Segment Start: Given information

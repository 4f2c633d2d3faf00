//! Application execution logic.
//!
//! This module starts the native stack through the lifecycle guard, wires
//! the configured link observer, optionally walks the device bind sequence
//! and waits for a shutdown signal.

use std::net::SocketAddr;
use std::path::PathBuf;
use std::sync::Arc;
use std::time::Duration;

use thiserror::Error;
use tokio::runtime::Handle;
use tokio::signal;

use stack_bridge::config::{ObserverMode, ValidatedConfig};
use stack_bridge::control::{BindCoordinator, BindState};
use stack_bridge::monitor::{InterfacePoller, NetworkObserver, UnsupportedObserver};
use stack_bridge::native::{ControlError, ControlModule, LogLevel, LoggingControl, LoggingStack};
use stack_bridge::network::NetworkInfo;
use stack_bridge::network::platform::PlatformNetwork;
use stack_bridge::stack::{StackLifecycleGuard, StackParams, StartOutcome};

#[cfg(test)]
#[path = "run_tests.rs"]
mod tests;

/// Error type for runtime execution failures.
#[derive(Debug, Error)]
pub enum RunError {
    /// Failed to install a shutdown signal handler.
    #[error("Failed to install {signal} handler: {source}")]
    Signal {
        /// Name of the signal
        signal: &'static str,
        /// Underlying I/O error
        #[source]
        source: std::io::Error,
    },
}

/// Builds the link observer selected by the configuration.
///
/// `Off` yields an [`UnsupportedObserver`], so the guard skips registration
/// exactly as it would on a host without link-change callbacks.
pub fn build_observer<N>(
    mode: ObserverMode,
    source: Arc<N>,
    poll_interval: Duration,
    runtime: Handle,
) -> Arc<dyn NetworkObserver>
where
    N: NetworkInfo + 'static,
{
    match mode {
        ObserverMode::Poll => Arc::new(InterfacePoller::new(source, poll_interval, runtime)),
        ObserverMode::Off => Arc::new(UnsupportedObserver),
    }
}

/// How often the bind sequence checks whether the device is bound.
const BIND_CHECK_INTERVAL: Duration = Duration::from_secs(1);

/// Returns the stack endpoints the dry-run control module reports.
///
/// Endpoints were validated as socket addresses during config loading.
pub fn control_endpoints(params: &StackParams) -> Vec<SocketAddr> {
    [&params.non_addr, &params.ws_addr]
        .into_iter()
        .filter_map(|addr| addr.parse().ok())
        .collect()
}

/// Walks `init`, `start` and `wait_bind`, then waits until the device is
/// bound and returns its address list.
///
/// A wait that fails puts the coordinator back in [`BindState::Started`];
/// it is dispatched again on the next check.
///
/// # Errors
///
/// Returns the control module's error if `init` or `start` fails.
pub async fn bind_device<C: ControlModule>(
    coordinator: BindCoordinator<C>,
    base_path: PathBuf,
    log_level: LogLevel,
    check_interval: Duration,
) -> Result<Vec<String>, ControlError> {
    coordinator.init(&base_path, log_level)?;
    coordinator.start()?;

    coordinator.wait_bind();
    let mut ticker = tokio::time::interval(check_interval);
    while !coordinator.is_bind() {
        ticker.tick().await;
        if coordinator.state() == BindState::Started {
            tracing::warn!("Bind wait ended without a bound device, waiting again");
            coordinator.wait_bind();
        }
    }

    Ok(coordinator.get_address_list())
}

/// Executes the main application loop.
///
/// This function:
/// 1. Builds the platform network source and the configured observer
/// 2. Starts the dry-run stack through the lifecycle guard
/// 3. Runs the dry-run bind sequence in the background when enabled
/// 4. Waits for a shutdown signal (Ctrl+C or SIGTERM)
///
/// # Errors
///
/// Returns an error if a shutdown signal handler cannot be installed.
///
/// # Coverage Note
///
/// This function is excluded from coverage because it requires:
/// - Platform-specific network APIs
/// - Real async runtime with signal handling
#[cfg(not(tarpaulin_include))]
pub async fn execute(config: ValidatedConfig) -> Result<(), RunError> {
    let runtime = Handle::current();
    let source = Arc::new(PlatformNetwork::new());

    if config.observer == ObserverMode::Poll {
        tracing::info!(
            "Polling link state every {}s",
            config.poll_interval.as_secs()
        );
    }
    let observer = build_observer(
        config.observer,
        Arc::clone(&source),
        config.poll_interval,
        runtime.clone(),
    );

    if let Some(bind_delay) = config.control {
        let control = LoggingControl::new(bind_delay, control_endpoints(&config.stack));
        let coordinator = BindCoordinator::new(Arc::new(control), runtime.clone());
        let base_path = config.stack.base_path.clone();
        let log_level = config.stack.loglevel;
        runtime.spawn(async move {
            match bind_device(coordinator, base_path, log_level, BIND_CHECK_INTERVAL).await {
                Ok(addresses) => tracing::info!("Device bound, addresses: {addresses:?}"),
                Err(e) => tracing::error!("Bind sequence stopped: {e}"),
            }
        });
    }

    let guard = StackLifecycleGuard::new(Arc::new(LoggingStack), source, observer, runtime);
    if guard.start(config.stack) == StartOutcome::Dispatched {
        tracing::info!("Stack bring-up dispatched");
    }

    shutdown_signal().await?;
    tracing::info!("Shutdown signal received (stack {}), stopping...", guard.state());
    Ok(())
}

/// Returns when a shutdown signal is received.
///
/// Excluded from coverage - requires OS signal handling.
#[cfg(not(tarpaulin_include))]
async fn shutdown_signal() -> Result<(), RunError> {
    let ctrl_c = async {
        signal::ctrl_c().await.map_err(|source| RunError::Signal {
            signal: "Ctrl+C",
            source,
        })
    };

    #[cfg(unix)]
    let terminate = async {
        signal::unix::signal(signal::unix::SignalKind::terminate())
            .map_err(|source| RunError::Signal {
                signal: "SIGTERM",
                source,
            })?
            .recv()
            .await;
        Ok::<(), RunError>(())
    };

    #[cfg(not(unix))]
    let terminate = std::future::pending::<Result<(), RunError>>();

    tokio::select! {
        result = ctrl_c => result,
        result = terminate => result,
    }
}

Segment End: Given information

Copy out all the entries exactly once more.

§ Response for this exercise:
repository 4f2c633d2d3faf00
//! Application execution logic.
//!
//! This module starts the native stack through the lifecycle guard, wires
//! the configured link observer, optionally walks the device bind sequence
//! and waits for a shutdown signal.

use std::net::SocketAddr;
use std::path::PathBuf;
use std::sync::Arc;
use std::time::Duration;

use thiserror::Error;
use tokio::runtime::Handle;
use tokio::signal;

use stack_bridge::config::{ObserverMode, ValidatedConfig};
use stack_bridge::control::{BindCoordinator, BindState};
use stack_bridge::monitor::{InterfacePoller, NetworkObserver, UnsupportedObserver};
use stack_bridge::native::{ControlError, ControlModule, LogLevel, LoggingControl, LoggingStack};
use stack_bridge::network::NetworkInfo;
use stack_bridge::network::platform::PlatformNetwork;
use stack_bridge::stack::{StackLifecycleGuard, StackParams, StartOutcome};

#[cfg(test)]
#[path = "run_tests.rs"]
mod tests;

/// Error type for runtime execution failures.
#[derive(Debug, Error)]
pub enum RunError {
    /// Failed to install a shutdown signal handler.
    #[error("Failed to install {signal} handler: {source}")]
    Signal {
        /// Name of the signal
        signal: &'static str,
        /// Underlying I/O error
        #[source]
        source: std::io::Error,
    },
}

/// Builds the link observer selected by the configuration.
///
/// `Off` yields an [`UnsupportedObserver`], so the guard skips registration
/// exactly as it would on a host without link-change callbacks.
pub fn build_observer<N>(
    mode: ObserverMode,
    source: Arc<N>,
    poll_interval: Duration,
    runtime: Handle,
) -> Arc<dyn NetworkObserver>
where
    N: NetworkInfo + 'static,
{
    match mode {
        ObserverMode::Poll => Arc::new(InterfacePoller::new(source, poll_interval, runtime)),
        ObserverMode::Off => Arc::new(UnsupportedObserver),
    }
}

/// How often the bind sequence checks whether the device is bound.
const BIND_CHECK_INTERVAL: Duration = Duration::from_secs(1);

/// Returns the stack endpoints the dry-run control module reports.
///
/// Endpoints were validated as socket addresses during config loading.
pub fn control_endpoints(params: &StackParams) -> Vec<SocketAddr> {
    [&params.non_addr, &params.ws_addr]
        .into_iter()
        .filter_map(|addr| addr.parse().ok())
        .collect()
}

/// Walks `init`, `start` and `wait_bind`, then waits until the device is
/// bound and returns its address list.
///
/// A wait that fails puts the coordinator back in [`BindState::Started`];
/// it is dispatched again on the next check.
///
/// # Errors
///
/// Returns the control module's error if `init` or `start` fails.
pub async fn bind_device<C: ControlModule>(
    coordinator: BindCoordinator<C>,
    base_path: PathBuf,
    log_level: LogLevel,
    check_interval: Duration,
) -> Result<Vec<String>, ControlError> {
    coordinator.init(&base_path, log_level)?;
    coordinator.start()?;

    coordinator.wait_bind();
    let mut ticker = tokio::time::interval(check_interval);
    while !coordinator.is_bind() {
        ticker.tick().await;
        if coordinator.state() == BindState::Started {
            tracing::warn!("Bind wait ended without a bound device, waiting again");
            coordinator.wait_bind();
        }
    }

    Ok(coordinator.get_address_list())
}

/// Executes the main application loop.
///
/// This function:
/// 1. Builds the platform network source and the configured observer
/// 2. Starts the dry-run stack through the lifecycle guard
/// 3. Runs the dry-run bind sequence in the background when enabled
/// 4. Waits for a shutdown signal (Ctrl+C or SIGTERM)
///
/// # Errors
///
/// Returns an error if a shutdown signal handler cannot be installed.
///
/// # Coverage Note
///
/// This function is excluded from coverage because it requires:
/// - Platform-specific network APIs
/// - Real async runtime with signal handling
#[cfg(not(tarpaulin_include))]
pub async fn execute(config: ValidatedConfig) -> Result<(), RunError> {
    let runtime = Handle::current();
    let source = Arc::new(PlatformNetwork::new());

    if config.observer == ObserverMode::Poll {
        tracing::info!(
            "Polling link state every {}s",
            config.poll_interval.as_secs()
        );
    }
    let observer = build_observer(
        config.observer,
        Arc::clone(&source),
        config.poll_interval,
        runtime.clone(),
    );

    if let Some(bind_delay) = config.control {
        let control = LoggingControl::new(bind_delay, control_endpoints(&config.stack));
        let coordinator = BindCoordinator::new(Arc::new(control), runtime.clone());
        let base_path = config.stack.base_path.clone();
        let log_level = config.stack.loglevel;
        runtime.spawn(async move {
            match bind_device(coordinator, base_path, log_level, BIND_CHECK_INTERVAL).await {
                Ok(addresses) => tracing::info!("Device bound, addresses: {addresses:?}"),
                Err(e) => tracing::error!("Bind sequence stopped: {e}"),
            }
        });
    }

    let guard = StackLifecycleGuard::new(Arc::new(LoggingStack), source, observer, runtime);
    if guard.start(config.stack) == StartOutcome::Dispatched {
        tracing::info!("Stack bring-up dispatched");
    }

    shutdown_signal().await?;
    tracing::info!("Shutdown signal received (stack {}), stopping...", guard.state());
    Ok(())
}

/// Returns when a shutdown signal is received.
///
/// Excluded from coverage - requires OS signal handling.
#[cfg(not(tarpaulin_include))]
async fn shutdown_signal() -> Result<(), RunError> {
    let ctrl_c = async {
        signal::ctrl_c().await.map_err(|source| RunError::Signal {
            signal: "Ctrl+C",
            source,
        })
    };

    #[cfg(unix)]
    let terminate = async {
        signal::unix::signal(signal::unix::SignalKind::terminate())
            .map_err(|source| RunError::Signal {
                signal: "SIGTERM",
                source,
            })?
            .recv()
            .await;
        Ok::<(), RunError>(())
    };

    #[cfg(not(unix))]
    let terminate = std::future::pending::<Result<(), RunError>>();

    tokio::select! {
        result = ctrl_c => result,
        result = terminate => result,
    }
}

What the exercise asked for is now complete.